I remember loving science class as a kid. The paper-maché messes, the bubbling baking soda, all of the wonderful experiments… I loved it all. Now, many grammar school kids are lucky to get 15 minutes of science education a week. Hardly enough time to get them imagining future careers as scientists, engineers and inventors.
Between the lack of time given to science education, and the structure imposed by curriculum standards, museums need to be part of the education equation. My boss has a saying: “Give random a chance.” I love this quote because it speaks to the role informal educational resources like science museums need to be playing. By exposing young people to the experiences and programs in a museum, who knows what might really resonate and inspire?
For over 20 years, The Tech’s Tech Challenge program has presented kids with an open-ended problem for which there is no one right answer. It forces participants to use their knowledge and ingenuity to solve the problem. For example, this year the Challenge (called Water Works) is all about moving water from a stream up to a village without electricity. There is no one right answer, and there are lots of ways to solve this problem.

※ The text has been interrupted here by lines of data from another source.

// Timing - tempo-aware tick calculation and the two clock sources

pub mod frame_clock;
pub mod midi_clock;
pub mod tempo_map;

pub use frame_clock::FrameClock;
pub use midi_clock::{ClockConsumer, ClockEvent, ClockProducer, MidiClock, create_clock_channel};
pub use tempo_map::{TempoChange, TempoMap};

/// Ticks per script step in wall-clock mode.
pub const WALL_TICKS_PER_STEP: u32 = 12;

/// Default MIDI resolution (pulses per quarter note).
pub const DEFAULT_PPQ: u32 = 480;

/// Script steps per quarter note in MIDI-synced mode, so
/// `ticks_per_step = ppq / STEPS_PER_QUARTER` (60 at the default PPQ).
pub const STEPS_PER_QUARTER: u32 = 8;
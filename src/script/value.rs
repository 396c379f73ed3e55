// Script values - the legacy engine's dynamically-typed scalars
// Mixed Int/Float arithmetic promotes to Float; truthiness follows the
// original engine (0, 0.0, "", false and nil are all false)

use serde::{Deserialize, Serialize};
use std::fmt;

/// A runtime value produced by evaluating an operation argument.
#[derive(Debug, Clone, PartialEq, Serialize, Deserialize)]
pub enum Value {
    Int(i64),
    Float(f64),
    Str(String),
    Bool(bool),
    Nil,
}

impl Value {
    /// Type name used in error messages and logs
    pub fn type_name(&self) -> &'static str {
        match self {
            Value::Int(_) => "int",
            Value::Float(_) => "float",
            Value::Str(_) => "string",
            Value::Bool(_) => "bool",
            Value::Nil => "nil",
        }
    }

    /// Legacy truthiness used by `if`/logical operators
    pub fn is_truthy(&self) -> bool {
        match self {
            Value::Int(n) => *n != 0,
            Value::Float(f) => *f != 0.0,
            Value::Str(s) => !s.is_empty(),
            Value::Bool(b) => *b,
            Value::Nil => false,
        }
    }

    /// Integer view: floats truncate, as the original interpreter did
    pub fn as_int(&self) -> Option<i64> {
        match self {
            Value::Int(n) => Some(*n),
            Value::Float(f) if f.is_finite() => Some(*f as i64),
            _ => None,
        }
    }

    /// Numeric view for mixed arithmetic
    pub fn as_f64(&self) -> Option<f64> {
        match self {
            Value::Int(n) => Some(*n as f64),
            Value::Float(f) => Some(*f),
            _ => None,
        }
    }

    pub fn is_numeric(&self) -> bool {
        matches!(self, Value::Int(_) | Value::Float(_))
    }
}

impl fmt::Display for Value {
    fn fmt(&self, f: &mut fmt::Formatter<'_>) -> fmt::Result {
        match self {
            Value::Int(n) => write!(f, "{}", n),
            Value::Float(x) => write!(f, "{}", x),
            Value::Str(s) => write!(f, "{}", s),
            Value::Bool(b) => write!(f, "{}", b),
            Value::Nil => write!(f, "nil"),
        }
    }
}

impl From<i64> for Value {
    fn from(n: i64) -> Self {
        Value::Int(n)
    }
}

impl From<f64> for Value {
    fn from(f: f64) -> Self {
        Value::Float(f)
    }
}

impl From<&str> for Value {
    fn from(s: &str) -> Self {
        Value::Str(s.to_string())
    }
}

impl From<bool> for Value {
    fn from(b: bool) -> Self {
        Value::Bool(b)
    }
}
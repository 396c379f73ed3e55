// Script runtime - compiled data model, sequencer state machine, scheduler

pub mod interp;
pub mod op;
pub mod scheduler;
pub mod sequencer;
pub mod value;

pub use interp::ExecError;
pub use op::{BinaryOp, Expr, OpSequence, Operation, UnaryOp};
pub use scheduler::Scheduler;
pub use sequencer::{ClockMode, RunState, Sequencer, SequencerId};
pub use value::Value;
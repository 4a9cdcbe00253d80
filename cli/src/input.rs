//! Share document loading, decoding, and emission.
//!
//! The document is a JSON object with a `keys` header and one entry per
//! share, keyed by the share's x-coordinate in decimal:
//!
//! ```json
//! {
//!   "keys": { "n": 3, "k": 2 },
//!   "1": { "base": "10", "value": "4" },
//!   "2": { "base": "16", "value": "7" },
//!   "3": { "base": "2",  "value": "1010" }
//! }
//! ```

use std::collections::BTreeMap;
use std::fs;
use std::path::Path;

use anyhow::Context;
use num_bigint::BigInt;
use serde::{Deserialize, Serialize};
use unseal_recovery::Share;

/// Document header: total share count and reconstruction threshold
#[derive(Debug, Clone, Serialize, Deserialize)]
pub struct DocumentKeys {
    pub n: usize,
    pub k: usize,
}

/// One share as written in the document.
///
/// Both fields are strings in the wire format, `base` included.
#[derive(Debug, Clone, Serialize, Deserialize)]
pub struct EncodedShare {
    pub base: String,
    pub value: String,
}

/// The full share document
#[derive(Debug, Clone, Serialize, Deserialize)]
pub struct ShareDocument {
    pub keys: DocumentKeys,
    #[serde(flatten)]
    pub shares: BTreeMap<String, EncodedShare>,
}

/// Read and parse a share document from disk.
pub fn load_document(path: &Path) -> anyhow::Result<ShareDocument> {
    let raw = fs::read_to_string(path)
        .with_context(|| format!("failed to read shares file {}", path.display()))?;
    let document: ShareDocument = serde_json::from_str(&raw)
        .with_context(|| format!("failed to parse shares file {}", path.display()))?;
    Ok(document)
}

/// Decode every entry of a document into exact integer shares.
///
/// JSON object keys are unique, so two shares can never collide on x here.
/// A `keys.n` that disagrees with the actual entry count is logged and
/// ignored; the shares themselves are what counts.
///
/// # Returns
/// The document's threshold and the shares sorted ascending by x
pub fn decode_document(document: &ShareDocument) -> anyhow::Result<(usize, Vec<Share>)> {
    let mut shares = Vec::with_capacity(document.shares.len());

    for (label, entry) in &document.shares {
        let x: BigInt = label
            .parse()
            .with_context(|| format!("share key '{label}' is not a decimal integer"))?;
        let base: u32 = entry
            .base
            .parse()
            .with_context(|| format!("share '{label}' has a malformed base '{}'", entry.base))?;
        let y = unseal_codec::decode(&entry.value, base)
            .with_context(|| format!("share '{label}' has an undecodable value"))?;
        shares.push(Share { x, y });
    }

    if document.keys.n != shares.len() {
        log::warn!(
            "document declares n={} but contains {} shares",
            document.keys.n,
            shares.len()
        );
    }

    shares.sort_by(|a, b| a.x.cmp(&b.x));
    Ok((document.keys.k, shares))
}

/// Build a document from freshly split shares, every value encoded in `base`.
pub fn encode_document(
    shares: &[Share],
    threshold: usize,
    base: u32,
) -> anyhow::Result<ShareDocument> {
    let mut encoded = BTreeMap::new();
    for share in shares {
        let entry = EncodedShare {
            base: base.to_string(),
            value: unseal_codec::encode(&share.y, base)?,
        };
        encoded.insert(share.x.to_string(), entry);
    }

    Ok(ShareDocument {
        keys: DocumentKeys {
            n: shares.len(),
            k: threshold,
        },
        shares: encoded,
    })
}
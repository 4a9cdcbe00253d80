//! Split a secret into polynomial shares.

use num_bigint::{BigInt, RandBigInt};
use num_traits::Zero;

use crate::errors::RecoveryError;
use crate::share::Share;

/// Coefficients are sampled at the secret's bit width, but never narrower
/// than this.
const MIN_COEFF_BITS: u64 = 64;

/// Split a secret into N shares, requiring K to reconstruct
///
/// Builds `f(x) = secret + a_1*x + ... + a_{k-1}*x^{k-1}` with random signed
/// coefficients and evaluates it at x = 1..=N. Any K of the returned shares
/// reconstruct the secret exactly; fewer than K leave it undetermined.
///
/// # Arguments
/// * `secret` - The integer to hide as the polynomial's constant term
/// * `threshold` - K: minimum shares needed to reconstruct, at least 2
/// * `total` - N: total number of shares to generate, at least K
///
/// # Returns
/// N shares ascending by x
pub fn split_secret(
    secret: &BigInt,
    threshold: usize,
    total: usize,
) -> Result<Vec<Share>, RecoveryError> {
    if threshold < 2 || total < threshold {
        return Err(RecoveryError::InvalidThreshold {
            k: threshold,
            n: total,
        });
    }

    let mut rng = rand::thread_rng();
    let coeff_bits = secret.bits().max(MIN_COEFF_BITS);

    // f(x) = secret + a_1*x + ... + a_{k-1}*x^{k-1}
    let mut coefficients = Vec::with_capacity(threshold);
    coefficients.push(secret.clone());
    for _ in 1..threshold - 1 {
        coefficients.push(rng.gen_bigint(coeff_bits));
    }

    // Nonzero leading coefficient keeps the polynomial at true degree k-1.
    let mut leading = rng.gen_bigint(coeff_bits);
    while leading.is_zero() {
        leading = rng.gen_bigint(coeff_bits);
    }
    coefficients.push(leading);

    let mut shares = Vec::with_capacity(total);
    for x in 1..=total {
        let x = BigInt::from(x);
        let mut y = coefficients[0].clone();
        let mut x_power = x.clone();

        for coeff in coefficients.iter().skip(1) {
            y += coeff * &x_power;
            x_power *= &x;
        }

        shares.push(Share { x, y });
    }

    Ok(shares)
}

Participants are 5th to 12th graders who will work in teams of 2-6 to explore solutions to solving this real world problem. Along the way, they will hit some roadblocks and come up with some duds. And that’s OK because it is here that kids will learn that failure is an important part of problem solving. We have a great quote etched into a wall on the outside of The Tech from Intel co-founder and philanthropist Gordon Moore that says, “If everything you try works, you are not trying hard enough.” Through failure, many of the Tech Challenge teams will come up with a far superior solution.
This year we’re going international for the first time by partnering with the City of San Jose’s Sister City program. On the final event day, where all of the teams come together to present and demonstrate their solutions, we’ll be webcasting in teams from far-away locations, and look forward to seeing and hearing how kids from other countries have tackled the challenge. Hopefully the involvement of other cultures will drive home how important it is to be inclusive to come up with better ways to solve problems.
I just looked at the U.S. Census Bureau web site for the latest world population number, and today there are 6,650,846,379 people on Planet Earth. One in five people on Earth don’t have access to safe, clean drinking water, which means that 1.3 billion people are suffering from lack of water. As this year’s Tech Challenge participants work on solutions to a global water problem, I hope they get excited (or more excited) about science and remain engaged, even they don’t get to study it much in the classroom.
Lisa Croel is the Marketing Director at The Tech Museum of Innovation in San Jose, Calif.